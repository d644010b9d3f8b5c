//! Export row shapes, shared by the CSV and JSONL writers.

use serde::Serialize;
use sqlx::sqlite::SqliteRow;
use sqlx::Row;

/// One exported resource, flattened.
#[derive(Debug, Serialize)]
pub struct ResourceExportRow {
    pub id: i64,
    pub owner_username: String,
    pub category: String,
    pub description: String,
    pub capacity: i64,
    pub location_note: Option<String>,
    pub latitude: Option<f64>,
    pub longitude: Option<f64>,
    pub availability_percent: i64,
    /// Tagged detail payload, passed through as JSON.
    pub detail: serde_json::Value,
    pub created_at_ms: i64,
    pub confirmed_at_ms: Option<i64>,
}

impl ResourceExportRow {
    /// Maps a joined `resources` row.
    pub fn from_row(row: &SqliteRow) -> anyhow::Result<Self> {
        let detail_json: String = row.get("detail");
        let detail: serde_json::Value = serde_json::from_str(&detail_json)?;
        Ok(Self {
            id: row.get("id"),
            owner_username: row.get("owner_username"),
            category: row.get("category"),
            description: row.get("description"),
            capacity: row.get("capacity"),
            location_note: row.get("location_note"),
            latitude: row.get("latitude"),
            longitude: row.get("longitude"),
            availability_percent: row.get("availability_percent"),
            detail,
            created_at_ms: row.get("created_at_ms"),
            confirmed_at_ms: row.get("confirmed_at_ms"),
        })
    }

    /// Column order for the CSV header and rows.
    pub const CSV_HEADER: [&'static str; 12] = [
        "id",
        "owner_username",
        "category",
        "description",
        "capacity",
        "location_note",
        "latitude",
        "longitude",
        "availability_percent",
        "detail",
        "created_at_ms",
        "confirmed_at_ms",
    ];

    /// The row as CSV fields, in header order.
    pub fn csv_fields(&self) -> Vec<String> {
        vec![
            self.id.to_string(),
            self.owner_username.clone(),
            self.category.clone(),
            self.description.clone(),
            self.capacity.to_string(),
            self.location_note.clone().unwrap_or_default(),
            self.latitude.map(|v| v.to_string()).unwrap_or_default(),
            self.longitude.map(|v| v.to_string()).unwrap_or_default(),
            self.availability_percent.to_string(),
            self.detail.to_string(),
            self.created_at_ms.to_string(),
            self.confirmed_at_ms
                .map(|v| v.to_string())
                .unwrap_or_default(),
        ]
    }
}

/// One exported threat, flattened.
#[derive(Debug, Serialize)]
pub struct ThreatExportRow {
    pub id: i64,
    pub reporter_username: String,
    pub kind: String,
    pub description: Option<String>,
    pub latitude: Option<f64>,
    pub longitude: Option<f64>,
    pub reported_at_ms: i64,
}

impl ThreatExportRow {
    /// Maps a joined `threats` row.
    pub fn from_row(row: &SqliteRow) -> Self {
        Self {
            id: row.get("id"),
            reporter_username: row.get("reporter_username"),
            kind: row.get("kind"),
            description: row.get("description"),
            latitude: row.get("latitude"),
            longitude: row.get("longitude"),
            reported_at_ms: row.get("reported_at_ms"),
        }
    }

    /// Column order for the CSV header and rows.
    pub const CSV_HEADER: [&'static str; 7] = [
        "id",
        "reporter_username",
        "kind",
        "description",
        "latitude",
        "longitude",
        "reported_at_ms",
    ];

    /// The row as CSV fields, in header order.
    pub fn csv_fields(&self) -> Vec<String> {
        vec![
            self.id.to_string(),
            self.reporter_username.clone(),
            self.kind.clone(),
            self.description.clone().unwrap_or_default(),
            self.latitude.map(|v| v.to_string()).unwrap_or_default(),
            self.longitude.map(|v| v.to_string()).unwrap_or_default(),
            self.reported_at_ms.to_string(),
        ]
    }
}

--

** Work task **
How many of the lines above include the word "struct"? Only the number should be given.

** Written solution **
2